== WORK TO BE COMPLETED ==
Look for "DurableHttpClient" in each line of the entries, and return the matching lines.

== MATERIAL SHOWN ==
=======

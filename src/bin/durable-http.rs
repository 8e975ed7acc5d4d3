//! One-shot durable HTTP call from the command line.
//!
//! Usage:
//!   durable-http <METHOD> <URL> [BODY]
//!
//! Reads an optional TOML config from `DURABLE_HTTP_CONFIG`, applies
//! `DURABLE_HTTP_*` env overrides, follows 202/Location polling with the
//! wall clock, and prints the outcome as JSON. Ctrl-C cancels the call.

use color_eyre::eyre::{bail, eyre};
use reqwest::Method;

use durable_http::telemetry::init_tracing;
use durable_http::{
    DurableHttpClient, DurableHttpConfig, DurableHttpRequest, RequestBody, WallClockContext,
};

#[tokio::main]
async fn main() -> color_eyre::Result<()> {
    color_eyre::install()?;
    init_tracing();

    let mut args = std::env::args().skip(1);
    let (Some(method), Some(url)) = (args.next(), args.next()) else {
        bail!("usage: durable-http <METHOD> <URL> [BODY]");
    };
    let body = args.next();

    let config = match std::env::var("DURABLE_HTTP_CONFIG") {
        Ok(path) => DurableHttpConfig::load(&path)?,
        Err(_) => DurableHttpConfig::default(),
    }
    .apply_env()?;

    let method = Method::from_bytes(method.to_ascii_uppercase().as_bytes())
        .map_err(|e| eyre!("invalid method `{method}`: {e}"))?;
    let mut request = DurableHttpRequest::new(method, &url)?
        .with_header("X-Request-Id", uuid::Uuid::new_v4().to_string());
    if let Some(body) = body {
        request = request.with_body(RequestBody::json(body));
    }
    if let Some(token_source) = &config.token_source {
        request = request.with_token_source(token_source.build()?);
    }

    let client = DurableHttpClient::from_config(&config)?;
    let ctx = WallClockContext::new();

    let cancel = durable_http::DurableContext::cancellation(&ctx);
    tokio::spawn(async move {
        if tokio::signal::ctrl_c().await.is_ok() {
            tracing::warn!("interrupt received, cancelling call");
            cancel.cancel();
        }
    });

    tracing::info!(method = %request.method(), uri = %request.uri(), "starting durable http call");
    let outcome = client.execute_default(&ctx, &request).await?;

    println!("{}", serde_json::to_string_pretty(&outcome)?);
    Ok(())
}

=======

== WRITTEN RESPONSE ==
    DurableHttpClient, DurableHttpConfig, DurableHttpRequest, RequestBody, WallClockContext,
    let client = DurableHttpClient::from_config(&config)?;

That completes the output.